A number of EU Member States have taken or are considering taking national uncoordinated actions to mitigate the impact of higher energy prices on consumers. Some of these measures are likely to affect – and possibly distort – cross-border trading. To tackle rising energy prices, while preventing damage to the Internal Energy Market, the European Commission has proposed a “toolbox for action and support”[2], outlining a set of measures which the Commission itself and Member States could adopt to deal with the current high-price situation. Many of these measures are aimed at mitigating the impact of higher energy prices on industry, businesses and households, especially the vulnerable ones. However, and interestingly, the Commission also intends to “task ACER to study the benefits and drawbacks of the existing electricity market design and propose recommendations for assessment by the Commission by April 2022[3].

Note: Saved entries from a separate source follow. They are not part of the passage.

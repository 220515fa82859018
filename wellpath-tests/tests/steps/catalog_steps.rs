use cucumber::{given, then, when};
use wellpath_core::domain::Challenge;
use wellpath_core::{ChallengeType, ImprovementTag};
use wellpath_tests::TimelineWorld;

// ===== Given Steps =====

#[given(expr = "the catalog offers challenge {string} named {string}")]
async fn catalog_offers(world: &mut TimelineWorld, challenge_id: String, name: String) {
    world.backend_challenges.push(Challenge {
        id: challenge_id,
        name,
        description: String::new(),
        media_url: None,
        challenge_type: ChallengeType::SevenDayChallenge,
        improvement_tag: Some(ImprovementTag::MentalHealth),
        total_steps: Some(7),
    });
}

// ===== When Steps =====

#[when(expr = "the user joins challenge {string}")]
async fn join_challenge(world: &mut TimelineWorld, challenge_id: String) {
    // Failures surface as notices
    let _ = world.service().register(challenge_id).await;
    world.collect_notices();
}

#[when("the user browses the catalog")]
async fn browse_catalog(world: &mut TimelineWorld) {
    let service = world.service();
    let query = service
        .catalog_query(None, None, 1)
        .expect("Default catalog query is valid");
    service
        .browse_catalog(query)
        .await
        .expect("Catalog request failed");
}

// ===== Then Steps =====

#[then(expr = "the catalog was fetched {int} time(s)")]
async fn catalog_fetch_count(world: &mut TimelineWorld, count: usize) {
    assert_eq!(world.service().api().catalog_fetches(), count);
}
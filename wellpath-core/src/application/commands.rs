use crate::api::{ApiError, Page};
use crate::application::UpdateRequest;
use crate::domain::{
    ChallengeProgress, ChallengeType, ProcessStatus, ProgressId, StepId, StepKey, StepStatus,
};
use chrono::NaiveDate;

/// Commands that can be executed on the progress timeline
#[derive(Debug, Clone, PartialEq)]
pub enum TimelineCommand {
    /// Fetch the current page with the current filters
    Load,

    /// Re-issue the last fetch
    Retry,

    /// Fetch another page (1-based)
    GoToPage(u32),

    /// A fetch finished (success or failure)
    FetchCompleted {
        seq: u64,
        result: Result<Page<ChallengeProgress>, ApiError>,
    },

    SetProcessStatusFilter(Option<ProcessStatus>),

    SetChallengeTypeFilter(Option<ChallengeType>),

    SelectDate(Option<NaiveDate>),

    /// Switch projection (`true` = by challenge, `false` = by date)
    SetShowByChallenge(bool),

    ToggleProjection,

    /// Reset status, type and date filters together
    ClearFilters,

    ToggleChallenge(ProgressId),

    /// Toggle a day row (opaque key)
    ToggleDay(String),

    ToggleTask(StepKey),

    /// The UI scrolled the deep-linked challenge into view
    ScrollHandled,

    /// Move a step to the next status in the cycle
    AdvanceStep {
        progress_id: ProgressId,
        step_id: StepId,
        day_number: u32,
        start_date: NaiveDate,
    },

    /// Set a step to an explicit status
    SetStepStatus {
        progress_id: ProgressId,
        step_id: StepId,
        status: StepStatus,
        post_mood_id: Option<String>,
    },

    /// A status update finished (success or failure)
    UpdateCompleted {
        request: UpdateRequest,
        result: Result<(), ApiError>,
    },
}

impl TimelineCommand {
    /// Variant name, used in logs and failure events
    pub fn name(&self) -> &'static str {
        match self {
            TimelineCommand::Load => "Load",
            TimelineCommand::Retry => "Retry",
            TimelineCommand::GoToPage(_) => "GoToPage",
            TimelineCommand::FetchCompleted { .. } => "FetchCompleted",
            TimelineCommand::SetProcessStatusFilter(_) => "SetProcessStatusFilter",
            TimelineCommand::SetChallengeTypeFilter(_) => "SetChallengeTypeFilter",
            TimelineCommand::SelectDate(_) => "SelectDate",
            TimelineCommand::SetShowByChallenge(_) => "SetShowByChallenge",
            TimelineCommand::ToggleProjection => "ToggleProjection",
            TimelineCommand::ClearFilters => "ClearFilters",
            TimelineCommand::ToggleChallenge(_) => "ToggleChallenge",
            TimelineCommand::ToggleDay(_) => "ToggleDay",
            TimelineCommand::ToggleTask(_) => "ToggleTask",
            TimelineCommand::ScrollHandled => "ScrollHandled",
            TimelineCommand::AdvanceStep { .. } => "AdvanceStep",
            TimelineCommand::SetStepStatus { .. } => "SetStepStatus",
            TimelineCommand::UpdateCompleted { .. } => "UpdateCompleted",
        }
    }
}
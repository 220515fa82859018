use crate::domain::{ChallengeType, ProcessStatus};
use chrono::NaiveDate;

/// What a filter change requires from the caller
#[derive(Debug, Clone, Copy, PartialEq, Eq)]
pub enum FilterEffect {
    /// Nothing changed
    Unchanged,
    /// Only the local projection needs to be derived again
    Rederive,
    /// The progress list must be fetched again
    Refetch,
}

/// Filter and projection state of the progress screen
#[derive(Debug, Clone, PartialEq, Eq)]
pub struct FilterState {
    process_status: Option<ProcessStatus>,
    challenge_type: Option<ChallengeType>,
    selected_date: Option<NaiveDate>,
    show_by_challenge: bool,
}

impl Default for FilterState {
    fn default() -> Self {
        Self {
            process_status: None,
            challenge_type: None,
            selected_date: None,
            show_by_challenge: true,
        }
    }
}

impl FilterState {
    pub fn process_status(&self) -> Option<ProcessStatus> {
        self.process_status
    }

    pub fn challenge_type(&self) -> Option<ChallengeType> {
        self.challenge_type
    }

    pub fn selected_date(&self) -> Option<NaiveDate> {
        self.selected_date
    }

    pub fn show_by_challenge(&self) -> bool {
        self.show_by_challenge
    }

    pub fn is_empty(&self) -> bool {
        self.process_status.is_none() && self.challenge_type.is_none() && self.selected_date.is_none()
    }

    pub fn set_process_status(&mut self, status: Option<ProcessStatus>) -> FilterEffect {
        if self.process_status == status {
            return FilterEffect::Unchanged;
        }
        self.process_status = status;
        FilterEffect::Refetch
    }

    pub fn set_challenge_type(&mut self, challenge_type: Option<ChallengeType>) -> FilterEffect {
        if self.challenge_type == challenge_type {
            return FilterEffect::Unchanged;
        }
        self.challenge_type = challenge_type;
        FilterEffect::Refetch
    }

    pub fn select_date(&mut self, date: Option<NaiveDate>) -> FilterEffect {
        if self.selected_date == date {
            return FilterEffect::Unchanged;
        }
        self.selected_date = date;
        FilterEffect::Rederive
    }

    /// Switch between the "by challenge" and "by date" projections
    ///
    /// Leaving "by challenge" drops the status filter; coming back does not
    /// restore it. Dropping a set status filter counts as a status change.
    pub fn set_show_by_challenge(&mut self, by_challenge: bool) -> FilterEffect {
        if self.show_by_challenge == by_challenge {
            return FilterEffect::Unchanged;
        }
        self.show_by_challenge = by_challenge;
        if !by_challenge && self.process_status.take().is_some() {
            return FilterEffect::Refetch;
        }
        FilterEffect::Rederive
    }

    pub fn toggle_projection(&mut self) -> FilterEffect {
        self.set_show_by_challenge(!self.show_by_challenge)
    }

    /// Reset status, type and date together
    pub fn clear(&mut self) -> FilterEffect {
        let refetch = self.process_status.is_some() || self.challenge_type.is_some();
        let rederive = self.selected_date.is_some();

        self.process_status = None;
        self.challenge_type = None;
        self.selected_date = None;

        if refetch {
            FilterEffect::Refetch
        } else if rederive {
            FilterEffect::Rederive
        } else {
            FilterEffect::Unchanged
        }
    }
}
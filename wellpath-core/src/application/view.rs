use crate::application::{ExpansionState, FilterState, LoadState};
use crate::domain::{
    group_by_challenge, group_by_date, step_dates, ChallengeDay, ChallengeProgress, DateGroup,
    StepKey,
};
use chrono::NaiveDate;
use std::collections::BTreeSet;

/// Read-only copy of the timeline for rendering
#[derive(Debug, Clone, PartialEq)]
pub struct TimelineSnapshot {
    pub progresses: Vec<ChallengeProgress>,
    pub filters: FilterState,
    pub expansion: ExpansionState,
    pub load_state: LoadState,
    pub updating: BTreeSet<StepKey>,
    pub page_index: u32,
    /// A page follows the current one
    pub has_more: bool,
    pub today: NaiveDate,
}

/// One challenge section of the "by challenge" projection
#[derive(Debug, Clone, PartialEq)]
pub struct ChallengeSection<'a> {
    pub progress: &'a ChallengeProgress,
    pub days: Vec<ChallengeDay<'a>>,
}

impl TimelineSnapshot {
    pub fn is_updating(&self, key: &StepKey) -> bool {
        self.updating.contains(key)
    }

    /// Challenges with their days; with a selected date, challenges with
    /// nothing on that date are left out
    pub fn by_challenge(&self) -> Vec<ChallengeSection<'_>> {
        let selected = self.filters.selected_date();
        self.progresses
            .iter()
            .map(|progress| ChallengeSection {
                progress,
                days: group_by_challenge(progress, selected),
            })
            .filter(|section| selected.is_none() || !section.days.is_empty())
            .collect()
    }

    pub fn by_date(&self) -> Vec<DateGroup<'_>> {
        group_by_date(&self.progresses, self.filters.selected_date())
    }

    /// Dates that have at least one step, for the date picker
    pub fn marked_dates(&self) -> Vec<NaiveDate> {
        step_dates(&self.progresses)
    }

    pub fn has_previous(&self) -> bool {
        self.page_index > 1
    }

    pub fn scroll_request(&self) -> Option<&str> {
        self.expansion.scroll_request().map(String::as_str)
    }
}
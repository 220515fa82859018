use crate::hooks::use_timeline;
use chrono::NaiveDate;
use serde_json::Value;
use std::str::FromStr;
use wellpath_core::{Step, StepKey, StepStatus, TimelineCommand};
use yew::prelude::*;

#[derive(Properties, PartialEq)]
pub struct StepItemProps {
    pub progress_id: AttrValue,
    pub start_date: NaiveDate,
    pub step: Step,

    /// Shown when steps of several challenges are listed together
    #[prop_or_default]
    pub challenge_title: Option<AttrValue>,

    pub updating: bool,
    pub expanded: bool,
}

fn status_modifier(status: StepStatus) -> &'static str {
    match status {
        StepStatus::NotStarted => "not-started",
        StepStatus::Progressing => "progressing",
        StepStatus::Completed => "completed",
        StepStatus::Skipped => "skipped",
    }
}

/// Remounts the picker whenever the shown status or the updating flag
/// changes, so a refused pick never stays selected
fn picker_key(status: StepStatus, updating: bool) -> String {
    format!("{}-{}", status.as_str(), if updating { "updating" } else { "idle" })
}

fn duration_label(minutes: Option<u32>) -> Option<String> {
    match minutes? {
        0 => None,
        m if m < 60 => Some(format!("{m} min")),
        m if m % 60 == 0 => Some(format!("{} h", m / 60)),
        m => Some(format!("{} h {} min", m / 60, m % 60)),
    }
}

/// Flatten the activity's instruction payload into display lines
fn instruction_lines(instructions: &Value) -> Vec<String> {
    match instructions {
        Value::String(text) => text
            .lines()
            .map(str::trim)
            .filter(|line| !line.is_empty())
            .map(str::to_string)
            .collect(),
        Value::Array(items) => items.iter().flat_map(instruction_lines).collect(),
        Value::Object(map) => ["text", "content", "description"]
            .iter()
            .find_map(|key| map.get(*key))
            .or_else(|| map.get("steps"))
            .map(instruction_lines)
            .unwrap_or_default(),
        Value::Number(n) => vec![n.to_string()],
        Value::Null | Value::Bool(_) => Vec::new(),
    }
}

/// One activity row with its status control
#[function_component(StepItem)]
pub fn step_item(props: &StepItemProps) -> Html {
    let timeline = use_timeline();
    let step = &props.step;
    let status = step.process_status;
    let key = StepKey::new(props.progress_id.to_string(), step.step_id.clone());

    let on_advance = {
        let send_command = timeline.send_command.clone();
        let progress_id = props.progress_id.to_string();
        let step_id = step.step_id.clone();
        let day_number = step.day_number;
        let start_date = props.start_date;
        Callback::from(move |_: MouseEvent| {
            send_command(TimelineCommand::AdvanceStep {
                progress_id: progress_id.clone(),
                step_id: step_id.clone(),
                day_number,
                start_date,
            })
        })
    };

    let on_pick = {
        let send_command = timeline.send_command.clone();
        let key = key.clone();
        Callback::from(move |e: Event| {
            let select: web_sys::HtmlSelectElement = e.target_unchecked_into();
            let picked = StepStatus::from_str(&select.value());
            // Keep showing the stored status until the update is applied
            select.set_value(status.as_str());
            match picked {
                Ok(picked) if picked == status => {}
                Ok(picked) => send_command(TimelineCommand::SetStepStatus {
                    progress_id: key.progress_id.clone(),
                    step_id: key.step_id.clone(),
                    status: picked,
                    post_mood_id: None,
                }),
                Err(e) => tracing::warn!(error = %e, "ignoring status pick"),
            }
        })
    };

    let on_toggle = {
        let send_command = timeline.send_command.clone();
        let key = key.clone();
        Callback::from(move |_: MouseEvent| send_command(TimelineCommand::ToggleTask(key.clone())))
    };

    let lines = if props.expanded {
        instruction_lines(&step.activity.instructions)
    } else {
        Vec::new()
    };

    html! {
        <li class={classes!(
            "wellpath-step",
            format!("wellpath-step--{}", status_modifier(status)),
            props.updating.then_some("wellpath-step--updating")
        )}>
            <button
                class="wellpath-step__status"
                title={format!("{} (tap to change)", status.label())}
                disabled={props.updating}
                onclick={on_advance}
            >
                {status.label()}
            </button>

            <div class="wellpath-step__body" onclick={on_toggle}>
                {if let Some(title) = &props.challenge_title {
                    html! { <span class="wellpath-step__challenge">{title.clone()}</span> }
                } else {
                    html! {}
                }}
                <span class="wellpath-step__name">{step.activity.name.clone()}</span>
                {if let Some(duration) = duration_label(step.activity.duration) {
                    html! { <span class="wellpath-step__duration">{duration}</span> }
                } else {
                    html! {}
                }}
            </div>

            <select
                key={picker_key(status, props.updating)}
                class="wellpath-step__picker"
                disabled={props.updating}
                onchange={on_pick}
            >
                {for StepStatus::CYCLE.into_iter().map(|option| html! {
                    <option value={option.as_str()} selected={option == status}>
                        {option.label()}
                    </option>
                })}
            </select>

            {if props.expanded {
                html! {
                    <div class="wellpath-step__details">
                        {if step.activity.description.is_empty() {
                            html! {}
                        } else {
                            html! { <p class="wellpath-step__description">{step.activity.description.clone()}</p> }
                        }}
                        <ol class="wellpath-step__instructions">
                            {for lines.iter().map(|line| html! { <li>{line.clone()}</li> })}
                        </ol>
                    </div>
                }
            } else {
                html! {}
            }}
        </li>
    }
}
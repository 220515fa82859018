//! Calendar projections of challenge progress.
//!
//! Both projections borrow from the source list and never modify it. Dates
//! are keyed by their ISO `YYYY-MM-DD` form, so key order is chronological.

use crate::domain::progress::date_key;
use crate::domain::{ChallengeProgress, Step};
use chrono::NaiveDate;
use std::collections::BTreeMap;

/// Steps of one challenge landing on the same calendar day
#[derive(Debug, Clone, PartialEq)]
pub struct ChallengeDay<'a> {
    pub key: String,
    pub date: NaiveDate,
    /// Sorted by `order_index`
    pub steps: Vec<&'a Step>,
}

/// A step together with the progress it belongs to
#[derive(Debug, Clone, Copy, PartialEq)]
pub struct DatedStep<'a> {
    pub progress: &'a ChallengeProgress,
    pub step: &'a Step,
}

/// All steps, across challenges, landing on the same calendar day
#[derive(Debug, Clone, PartialEq)]
pub struct DateGroup<'a> {
    pub key: String,
    pub date: NaiveDate,
    pub entries: Vec<DatedStep<'a>>,
}

impl DateGroup<'_> {
    pub fn is_today(&self, today: NaiveDate) -> bool {
        self.date == today
    }
}

impl ChallengeDay<'_> {
    pub fn is_today(&self, today: NaiveDate) -> bool {
        self.date == today
    }
}

/// Group one challenge's steps by their computed calendar date
pub fn group_by_challenge(
    progress: &ChallengeProgress,
    selected_date: Option<NaiveDate>,
) -> Vec<ChallengeDay<'_>> {
    let mut days: BTreeMap<String, (NaiveDate, Vec<&Step>)> = BTreeMap::new();

    for step in &progress.steps {
        let Some(date) = progress.date_of(step) else {
            tracing::warn!(
                progress_id = %progress.id,
                step_id = %step.step_id,
                day_number = step.day_number,
                "step has no calendar date, skipping"
            );
            continue;
        };
        if selected_date.is_some_and(|selected| selected != date) {
            continue;
        }
        days.entry(date_key(date))
            .or_insert_with(|| (date, Vec::new()))
            .1
            .push(step);
    }

    days.into_iter()
        .map(|(key, (date, mut steps))| {
            steps.sort_by_key(|s| s.order_index);
            ChallengeDay { key, date, steps }
        })
        .collect()
}

/// Flatten every step of every challenge into one date-keyed list
///
/// Within a day, entries keep the order of the source list and are then
/// sorted by `order_index`.
pub fn group_by_date(
    progresses: &[ChallengeProgress],
    selected_date: Option<NaiveDate>,
) -> Vec<DateGroup<'_>> {
    let mut groups: BTreeMap<String, (NaiveDate, Vec<DatedStep<'_>>)> = BTreeMap::new();

    for progress in progresses {
        for step in &progress.steps {
            let Some(date) = progress.date_of(step) else {
                continue;
            };
            if selected_date.is_some_and(|selected| selected != date) {
                continue;
            }
            groups
                .entry(date_key(date))
                .or_insert_with(|| (date, Vec::new()))
                .1
                .push(DatedStep { progress, step });
        }
    }

    groups
        .into_iter()
        .map(|(key, (date, mut entries))| {
            entries.sort_by_key(|e| e.step.order_index);
            DateGroup { key, date, entries }
        })
        .collect()
}

/// Every distinct date any step lands on, ascending (feeds the date picker)
pub fn step_dates(progresses: &[ChallengeProgress]) -> Vec<NaiveDate> {
    let mut dates: Vec<NaiveDate> = progresses
        .iter()
        .flat_map(|p| p.steps.iter().filter_map(move |s| p.date_of(s)))
        .collect();
    dates.sort_unstable();
    dates.dedup();
    dates
}

/// Local calendar date
pub fn today() -> NaiveDate {
    chrono::Local::now().date_naive()
}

At the same time, ACER has already shared some considerations on the current electricity market design, including on the evergreen debate on pay-as-bid vs. pay-as-clear market models: “any future market design needs to be able to (a) remunerate technologies above their marginal costs, sometimes quite significantly so, and (b) incentivise the alleviation or smoothing of volatility in the market. The ‘pay-as-clear’ model allows for both of these elements[4].

Join us to discuss energy prices and market design in the context of the energy transition.

A Q&A with the audience will follow.


Draft Programme

Introduction to the Debate and Opening Presentations

14.00 – 14.05   Introduction to the Debate

Alberto Pototschnig | Florence School of Regulation

14.05 – 14.15   The academic perspective

Carlos Batlle | Florence School of Regulation

14.15 – 14.25   ACER initial assessment of the causes of the recent increases in electricity prices

Rafael Muruais-Garcia | ACER

Panel Discussion: Introductory Remarks, Polls and Comments

Moderator: Alberto Pototschnig | Florence School of Regulation

14.25 – 14.50   Introductory remarks from the panellists

Yvan Hachez |Vice-Chair of Market & Investment Committee, Eurelectric
Inger Kristin Holm | Electricity Working Party, IFIEC
Verónica Sabau | Secretary General, Spanish Association of Independent Retailers  (TBC)

14.50 – 14.55   Polls

14.55 – 15.15   Comments on the outcome of the poll and Q&A from the audience

15.20 – 15.30   Concluding remarks
Leigh Hancher
| Florence School of Regulation and Tilburg University
Alberto Pototschnig | Florence School of Regulation



[1] ACER, High Energy Prices, October 2021.

[2] Communication from the Commission to the European Parliament, the European Council, the Council, the European Economic and Social Committee and the Committee of the Regions, Tackling rising energy prices: a toolbox for action and support, Brussels 13.10.2021, COM(2021) 660 final.

[3] Ibid, Section 3.2.1, page 15.

[4] ACER, High Energy Prices, October 2021, page 12.